● **Task brief**: For each line below that holds "projects", return the line as it stands.

╔══

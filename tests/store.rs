// Copyright 2018 Mozilla
//
// Licensed under the Apache License, Version 2.0 (the "License"); you may not use
// this file except in compliance with the License. You may obtain a copy of the
// License at http://www.apache.org/licenses/LICENSE-2.0
// Unless required by applicable law or agreed to in writing, software distributed
// under the License is distributed on an "AS IS" BASIS, WITHOUT WARRANTIES OR
// CONDITIONS OF ANY KIND, either express or implied. See the License for the
// specific language governing permissions and limitations under the License.

extern crate env_logger;
extern crate palimpsest;
extern crate rusqlite;
extern crate serde_json;
extern crate uuid;

use rusqlite::types::Value;

use palimpsest::{
    DbError,
    Entid,
    Store,
    entid_from_parts,
};

fn open() -> Store {
    let _ = env_logger::try_init();
    Store::open_in_memory().expect("in-memory store")
}

fn open_with_persons() -> Store {
    let mut store = open();
    store.define_attribute("person/name", "text", "one", None, None).expect("person/name");
    store.define_attribute("person/email", "text", "one", Some("identity"), None)
        .expect("person/email");
    store.define_view("persons", &["person/name", "person/email"], &[], Some("people we know"))
        .expect("persons");
    store
}

/// The id of the most recently allocated transaction.
fn latest_tx(store: &Store) -> Entid {
    let rows = store
        .q("SELECT id FROM transactions ORDER BY id DESC LIMIT 1", &[])
        .expect("latest tx");
    match rows[0][0] {
        Value::Integer(tx) => tx,
        ref v => panic!("expected integer tx, got {:?}", v),
    }
}

fn text(row: &[Value]) -> &str {
    match row[0] {
        Value::Text(ref s) => s,
        ref v => panic!("expected text, got {:?}", v),
    }
}

fn count(store: &Store, sql: &str) -> i64 {
    match store.q(sql, &[]).expect(sql)[0][0] {
        Value::Integer(n) => n,
        ref v => panic!("expected integer count, got {:?}", v),
    }
}

// Scenario: bootstrap inspection.

#[test]
fn test_bootstrap_inspection() {
    let store = open();

    assert_eq!(store.attr_id("db/ident").expect("db/ident"), 1);
    assert_eq!(store.attr_id("db.type/ref").expect("db.type/ref"), 112);
    assert_eq!(store.attr_id("db.cardinality/many").expect("many"), 201);

    let partitions = store
        .q("SELECT ident FROM partitions ORDER BY id", &[])
        .expect("partitions");
    let idents: Vec<&str> = partitions.iter().map(|row| text(row)).collect();
    assert_eq!(idents, vec!["db", "tx", "user"]);

    // Transaction 0 exists and carries all system datoms.
    assert_eq!(count(&store, "SELECT COUNT(*) FROM transactions WHERE id = 0"), 1);
    assert_eq!(count(&store, "SELECT COUNT(*) FROM datoms WHERE tx > 0"), 0);
}

#[test]
fn test_allocator_boundaries() {
    let store = open();
    assert_eq!(store.allocate_entity("user").expect("entity"), entid_from_parts(2, 1));
    assert_eq!(store.new_transaction().expect("tx"), entid_from_parts(1, 1));
    match store.allocate_entity("scratch") {
        Err(DbError::UnknownPartition(ref p)) => assert_eq!(p, "scratch"),
        x => panic!("expected UnknownPartition, got {:?}", x),
    }
}

// Scenario: define attribute and view.

#[test]
fn test_define_attribute_and_view() {
    let store = open_with_persons();

    assert_eq!(count(&store, "SELECT COUNT(*) FROM persons"), 0);

    // The generated child relation exists and projects a stored typed
    // column over the raw value.
    let ddl = store
        .q("SELECT sql FROM sqlite_master WHERE name = 'attr_person_name'", &[])
        .expect("ddl");
    let ddl = text(&ddl[0]);
    assert!(ddl.contains("v_typed TEXT GENERATED ALWAYS AS (v_raw) STORED"), "{}", ddl);
    assert!(ddl.contains("CHECK (a = "), "{}", ddl);

    // Introspection sees both the attributes and the view.
    assert_eq!(count(&store,
                     "SELECT COUNT(*) FROM defined_attributes WHERE ident LIKE 'person/%'"),
               2);
    let defined = store
        .q("SELECT required_attributes FROM defined_views WHERE name = 'persons'", &[])
        .expect("defined_views");
    assert_eq!(text(&defined[0]), "[\"person/email\",\"person/name\"]");
}

// Scenario: insert, update, as-of.

#[test]
fn test_insert_update_as_of() {
    let store = open_with_persons();

    let alice = store
        .insert_row("persons", &[("name", &"Alice"), ("email", &"a@x")])
        .expect("insert");
    let t1 = latest_tx(&store);

    store.conn()
        .execute("UPDATE persons SET name = 'Alicia' WHERE id = ?", [alice])
        .expect("update");
    let t2 = latest_tx(&store);
    assert!(t2 > t1);

    let current = store.q("SELECT name FROM persons", &[]).expect("current");
    assert_eq!(text(&current[0]), "Alicia");

    let at_t1 = store.q_as_of("SELECT name FROM persons", &[], Some(t1)).expect("as of t1");
    assert_eq!(text(&at_t1[0]), "Alice");

    let at_t2 = store.q_as_of("SELECT name FROM persons", &[], Some(t2)).expect("as of t2");
    assert_eq!(text(&at_t2[0]), "Alicia");

    // The email attribute was untouched by the update.
    assert_eq!(count(&store, "SELECT COUNT(*) FROM attr_person_email"), 1);
    assert_eq!(count(&store, "SELECT COUNT(*) FROM attr_person_name"), 2);
}

#[test]
fn test_value_unchanged_update_writes_no_datom() {
    let store = open_with_persons();
    store.insert_row("persons", &[("name", &"Alice"), ("email", &"a@x")]).expect("insert");

    store.conn()
        .execute("UPDATE persons SET name = 'Alice', email = 'a@x'", [])
        .expect("no-op update");

    assert_eq!(count(&store, "SELECT COUNT(*) FROM attr_person_name"), 1);
    assert_eq!(count(&store, "SELECT COUNT(*) FROM attr_person_email"), 1);
    assert_eq!(count(&store,
                     "SELECT COUNT(*) FROM attr_person_name WHERE retracted_by IS NOT NULL"),
               0);
}

// Scenario: delete preserves history.

#[test]
fn test_delete_preserves_history() {
    let store = open_with_persons();
    let alice = store
        .insert_row("persons", &[("name", &"Alice"), ("email", &"a@x")])
        .expect("insert");
    let t2 = latest_tx(&store);

    store.conn()
        .execute("DELETE FROM persons WHERE id = ?", [alice])
        .expect("delete");

    assert_eq!(count(&store, "SELECT COUNT(*) FROM persons"), 0);

    let historical = store
        .q_as_of("SELECT COUNT(*) FROM persons", &[], Some(t2))
        .expect("as of t2");
    assert_eq!(historical[0][0], Value::Integer(1));

    // The datoms are retracted, not deleted.
    assert_eq!(count(&store, "SELECT COUNT(*) FROM attr_person_name"), 1);
    assert_eq!(count(&store,
                     "SELECT COUNT(*) FROM attr_person_name WHERE retracted_by IS NOT NULL"),
               1);

    // Deleting again touches nothing: the row is already invisible.
    store.conn().execute("DELETE FROM persons WHERE id = ?", [alice]).expect("idempotent");
    assert_eq!(count(&store,
                     "SELECT COUNT(*) FROM attr_person_name WHERE retracted_by IS NOT NULL"),
               1);
}

// Scenario: cardinality many.

#[test]
fn test_cardinality_many_folds_to_array() {
    let mut store = open();
    store.define_attribute("person/name", "text", "one", None, None).expect("person/name");
    store.define_attribute("person/tag", "text", "many", None, None).expect("person/tag");
    store.define_view("tagged_persons", &["person/name", "person/tag"], &[], None)
        .expect("tagged_persons");

    store.insert_row("tagged_persons", &[("name", &"Bob"), ("tag", &"[\"t1\",\"t2\"]")])
        .expect("insert");

    assert_eq!(count(&store, "SELECT COUNT(*) FROM attr_person_tag"), 2);

    let rows = store.q("SELECT tag FROM tagged_persons", &[]).expect("rows");
    assert_eq!(rows.len(), 1);
    let tags: Vec<String> = serde_json::from_str(text(&rows[0])).expect("json array");
    let mut sorted = tags.clone();
    sorted.sort();
    assert_eq!(sorted, vec!["t1", "t2"]);
}

#[test]
fn test_optional_attributes_join_left() {
    let mut store = open();
    store.define_attribute("person/name", "text", "one", None, None).expect("person/name");
    store.define_attribute("person/nick", "text", "one", None, None).expect("person/nick");
    store.define_view("persons", &["person/name"], &["person/nick"], None).expect("view");

    store.insert_row("persons", &[("name", &"Carol"), ("nick", &Option::<String>::None)])
        .expect("insert");

    // A null optional column produces no datom at all.
    assert_eq!(count(&store, "SELECT COUNT(*) FROM attr_person_nick"), 0);

    let rows = store.q("SELECT name, nick FROM persons", &[]).expect("rows");
    assert_eq!(rows.len(), 1);
    assert_eq!(rows[0][1], Value::Null);

    // Setting the optional later asserts its first datom.
    store.conn().execute("UPDATE persons SET nick = 'Caz'", []).expect("update");
    assert_eq!(count(&store, "SELECT COUNT(*) FROM attr_person_nick"), 1);
}

// Scenario: concurrent as-of queries.

#[test]
fn test_as_of_queries_do_not_disturb_the_session() {
    let store = open_with_persons();
    store.insert_row("persons", &[("name", &"Alice"), ("email", &"a@x")]).expect("insert");
    let t1 = latest_tx(&store);
    store.conn().execute("UPDATE persons SET name = 'Alicia'", []).expect("update");
    let t2 = latest_tx(&store);

    // Interleaved as-of queries with different visibility points each see
    // their own state.
    for _ in 0..3 {
        let a = store.q_as_of("SELECT name FROM persons", &[], Some(t1)).expect("t1");
        let b = store.q_as_of("SELECT name FROM persons", &[], Some(t2)).expect("t2");
        assert_eq!(text(&a[0]), "Alice");
        assert_eq!(text(&b[0]), "Alicia");
    }

    // The session context is untouched.
    assert_eq!(store.get_as_of().expect("as of"), None);
    let current = store.q("SELECT name FROM persons", &[]).expect("current");
    assert_eq!(text(&current[0]), "Alicia");
}

#[test]
fn test_with_as_of_restores_on_both_paths() {
    let store = open_with_persons();
    store.insert_row("persons", &[("name", &"Alice"), ("email", &"a@x")]).expect("insert");
    let t1 = latest_tx(&store);

    let seen = store.with_as_of(t1, |store| {
        assert_eq!(store.get_as_of().expect("inner as of"), Some(t1));
        Ok(store.q("SELECT name FROM persons", &[])?.len())
    }).expect("with_as_of");
    assert_eq!(seen, 1);
    assert_eq!(store.get_as_of().expect("as of"), None);

    let failed: palimpsest::Result<()> = store.with_as_of(t1, |_| {
        Err(DbError::UnknownView("nope".to_string()))
    });
    assert!(failed.is_err());
    assert_eq!(store.get_as_of().expect("as of"), None);
}

#[test]
fn test_set_as_of_scopes_the_whole_session() {
    let store = open_with_persons();
    store.insert_row("persons", &[("name", &"Alice"), ("email", &"a@x")]).expect("insert");
    let t1 = latest_tx(&store);
    store.conn().execute("DELETE FROM persons", []).expect("delete");

    store.set_as_of(Some(t1)).expect("set");
    assert_eq!(count(&store, "SELECT COUNT(*) FROM persons"), 1);
    store.set_as_of(None).expect("unset");
    assert_eq!(count(&store, "SELECT COUNT(*) FROM persons"), 0);
}

// Round trips through the value codec.

#[test]
fn test_typed_round_trips() {
    let mut store = open();
    store.define_attribute("sample/count", "int8", "one", None, None).expect("int8");
    store.define_attribute("sample/flag", "bool", "one", None, None).expect("bool");
    store.define_attribute("sample/seen", "timestamptz", "one", None, None).expect("ts");
    store.define_attribute("sample/key", "uuid", "one", None, None).expect("uuid");
    store.define_attribute("sample/blob", "jsonb", "one", None, None).expect("jsonb");
    store.define_view("samples",
                      &["sample/count", "sample/flag", "sample/seen", "sample/key", "sample/blob"],
                      &[], None)
        .expect("samples");

    let key = uuid::Uuid::new_v4().hyphenated().to_string();
    store.insert_row("samples", &[
        ("count", &42i64),
        ("flag", &"true"),
        ("seen", &"2018-04-01T12:00:00+02:00"),
        ("key", &key.to_uppercase()),
        ("blob", &"{ \"a\" : [1, 2] }"),
    ]).expect("insert");

    let rows = store
        .q("SELECT count, flag, seen, key, blob FROM samples", &[])
        .expect("rows");
    assert_eq!(rows[0][0], Value::Integer(42));
    assert_eq!(rows[0][1], Value::Integer(1));
    // The instant is normalised to UTC milliseconds.
    assert_eq!(rows[0][2], Value::Text("2018-04-01T10:00:00.000Z".to_string()));
    // The uuid is normalised to lowercase.
    assert_eq!(rows[0][3], Value::Text(key));
    // The json is normalised to its minimal form.
    assert_eq!(rows[0][4], Value::Text("{\"a\":[1,2]}".to_string()));
}

#[test]
fn test_value_coercion_aborts_the_write() {
    let mut store = open();
    store.define_attribute("sample/count", "int8", "one", None, None).expect("int8");
    store.define_view("samples", &["sample/count"], &[], None).expect("samples");

    let result = store.insert_row("samples", &[("count", &"twelve")]);
    match result {
        Err(DbError::ValueCoercion(ref m)) => assert!(m.contains("samples.count")),
        x => panic!("expected ValueCoercion, got {:?}", x),
    }
    // The abort rolled back the whole row write, transaction included.
    assert_eq!(count(&store, "SELECT COUNT(*) FROM samples"), 0);
    assert_eq!(count(&store, "SELECT COUNT(*) FROM attr_sample_count"), 0);
}

// Facts about transactions are ordinary datoms.

#[test]
fn test_transaction_entities_can_carry_facts() {
    let mut store = open();
    store.define_attribute("audit/reason", "text", "one", None, None).expect("audit/reason");
    store.define_attribute("person/name", "text", "one", None, None).expect("person/name");
    store.define_view("persons", &["person/name"], &[], None).expect("persons");

    store.insert_row("persons", &[("name", &"Alice")]).expect("insert");
    let t1 = latest_tx(&store);

    // Record why t1 happened, as a datom about the transaction entity.
    let reason_attr = store.attr_id("audit/reason").expect("attr");
    let t2 = store.new_transaction().expect("tx");
    store.conn()
        .execute("INSERT INTO attr_audit_reason (e, a, v_raw, tx) VALUES (?, ?, 'import', ?)",
                 [t1, reason_attr, t2])
        .expect("fact about tx");

    let rows = store
        .q("SELECT v_typed FROM attr_audit_reason WHERE e = ? AND retracted_by IS NULL", &[&t1])
        .expect("rows");
    assert_eq!(text(&rows[0]), "import");

    let instant = store.transaction_instant(t1).expect("instant");
    assert!(instant.timestamp() > 0);
}

#[test]
fn test_view_lifecycle_updates_generated_sql() {
    let mut store = open_with_persons();
    store.define_attribute("person/nick", "text", "one", None, None).expect("nick");

    store.update_view("persons", palimpsest::ViewUpdate {
        optional: Some(vec!["person/nick".to_string()]),
        ..Default::default()
    }).expect("updated");

    // The recompiled view projects the new optional column.
    let rows = store.q("SELECT id, email, name, nick FROM persons", &[]).expect("rows");
    assert!(rows.is_empty());

    store.delete_view("persons").expect("deleted");
    assert!(store.q("SELECT * FROM persons", &[]).is_err());
    match store.delete_view("persons") {
        Err(DbError::UnknownView(_)) => {},
        x => panic!("expected UnknownView, got {:?}", x),
    }
}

╚══

● **Solution to this problem**:
    // The generated child relation exists and projects a stored typed
    // The recompiled view projects the new optional column.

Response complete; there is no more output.